Many South Mississippians who have damaged homes have already taken on the dreaded task of cleaning all the "muck" out of their homes. However, an environmental chemist who has conducted studies in South Mississippi, says you may want to think twice before you expose yourself to sludge and other elements.
While Katrina leveled tens of thousands of homes in South Mississippi, the catastrophic storm left behind a mounting problem--sediment sludge. Dr. Wilma Subra says some areas have up to 8 feet of this unsightly and unhealthy buildup.
"In the short term, it's very available," Dr. Subra said. "It's on the surface, people come in contact with it. People scoop it up, they inhale it. And so you get skin rashes, sores that don't heal. You get asthma and all of these things are short term with a long term prognosis of increased cancer risk and increased chance of miscarriage."

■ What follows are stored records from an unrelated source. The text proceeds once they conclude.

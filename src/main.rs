//! Word Game - CLI
//!
//! Guess the five-letter word in six tries, in a TUI or a plain line mode.

use std::path::PathBuf;
use std::time::Duration;

use anyhow::Result;
use clap::{Parser, Subcommand};
use wordle_game::{
    commands::{check_guess, run_simple, start_game},
    config::GameConfig,
    logging::{self, LogTarget},
    output::{print_check_result, print_statistics},
    services::{DEFAULT_DICTIONARY_URL, DEFAULT_WORD_LIST_URL},
};

#[derive(Parser)]
#[command(
    name = "wordle_game",
    about = "Guess the five-letter word in six tries",
    version,
    author
)]
struct Cli {
    #[command(subcommand)]
    command: Option<Commands>,

    /// URL returning a JSON array of candidate answers
    #[arg(long, global = true, env = "WORDLE_WORD_LIST_URL", default_value = DEFAULT_WORD_LIST_URL)]
    word_list_url: String,

    /// Base URL of the dictionary lookup service
    #[arg(long, global = true, env = "WORDLE_DICTIONARY_URL", default_value = DEFAULT_DICTIONARY_URL)]
    dictionary_url: String,

    /// Timeout for each network request, in seconds
    #[arg(long, global = true, default_value = "10")]
    timeout_secs: u64,

    /// Use the built-in word list and accept any five-letter guess
    #[arg(long, global = true)]
    offline: bool,

    /// Validate guesses against a local word list (one word per line)
    #[arg(short = 'd', long, global = true)]
    dictionary_file: Option<PathBuf>,

    /// Seed for answer selection
    #[arg(long, global = true)]
    seed: Option<u64>,

    /// Write logs to this file (the TUI logs nowhere otherwise)
    #[arg(long, global = true)]
    log_file: Option<PathBuf>,
}

#[derive(Subcommand)]
enum Commands {
    /// Interactive TUI mode (default)
    Play,

    /// Simple CLI mode (line-based game without TUI)
    Simple,

    /// Score a guess against an answer without playing
    Check {
        /// The guessed word
        guess: String,

        /// The answer to score against
        answer: String,
    },
}

impl Cli {
    fn game_config(&self) -> GameConfig {
        GameConfig {
            word_list_url: self.word_list_url.clone(),
            dictionary_url: self.dictionary_url.clone(),
            request_timeout: Duration::from_secs(self.timeout_secs),
            offline: self.offline,
            dictionary_file: self.dictionary_file.clone(),
            seed: self.seed,
        }
    }

    fn log_target(&self, tui: bool) -> LogTarget<'_> {
        match &self.log_file {
            Some(path) => LogTarget::File(path),
            // Anything on stderr would tear the alternate screen
            None if tui => LogTarget::Disabled,
            None => LogTarget::Stderr,
        }
    }
}

#[tokio::main]
async fn main() -> Result<()> {
    let cli = Cli::parse();

    // Default to Play mode if no command given
    let tui = matches!(cli.command, None | Some(Commands::Play));
    logging::init(cli.log_target(tui))?;

    match &cli.command {
        None | Some(Commands::Play) => run_play_command(&cli.game_config()).await,
        Some(Commands::Simple) => run_simple_command(&cli.game_config()).await,
        Some(Commands::Check { guess, answer }) => run_check_command(guess, answer),
    }
}

async fn run_play_command(config: &GameConfig) -> Result<()> {
    use wordle_game::interactive::{App, run_tui};

    config.validate()?;
    let game = start_game(config.word_source()?, config.word_validator()?, config.rng()).await?;
    run_tui(App::new(game)).await
}

async fn run_simple_command(config: &GameConfig) -> Result<()> {
    config.validate()?;
    let game = start_game(config.word_source()?, config.word_validator()?, config.rng()).await?;
    let stats = run_simple(game).await?;

    if stats.total_games > 0 {
        print_statistics(&stats);
        println!();
    }
    Ok(())
}

fn run_check_command(guess: &str, answer: &str) -> Result<()> {
    let result = check_guess(guess, answer)?;
    print_check_result(&result.guess, &result.answer, &result.classification);
    Ok(())
}
use thiserror::Error;

#[derive(Debug, Error)]
pub enum ClientError {
    #[error("http request failed: {0}")]
    Http(#[from] reqwest::Error),

    /// The server answered with an `{error}` body.
    #[error("server error: {0}")]
    Server(String),

    #[error("live channel error: {0}")]
    Live(#[from] tokio_tungstenite::tungstenite::Error),

    #[error("malformed payload: {0}")]
    Payload(#[from] serde_json::Error),
}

Dr. Subra told the crowd at Tuesday night's meeting to take precautions.
"If you're going to walk through the sludge, get a protective tyvec suit, get booties and gloves, get a respirator. Protect yourself to reduce your risk of coming in contact with it," Dr. Subra said.
Dr. Subra has sampled ten sites in South Mississippi for arsenic post-Katrina.
"All but one have exceeded the standards for arsenic and had a multitude of other chemicals and microbiologicals in them. So it makes them a very toxic material that people come in contact with."
Dr. Subra encouraged the crowd at Tuesday night's meeting to join forces and rally for more testing and government studies to protect themselves and others.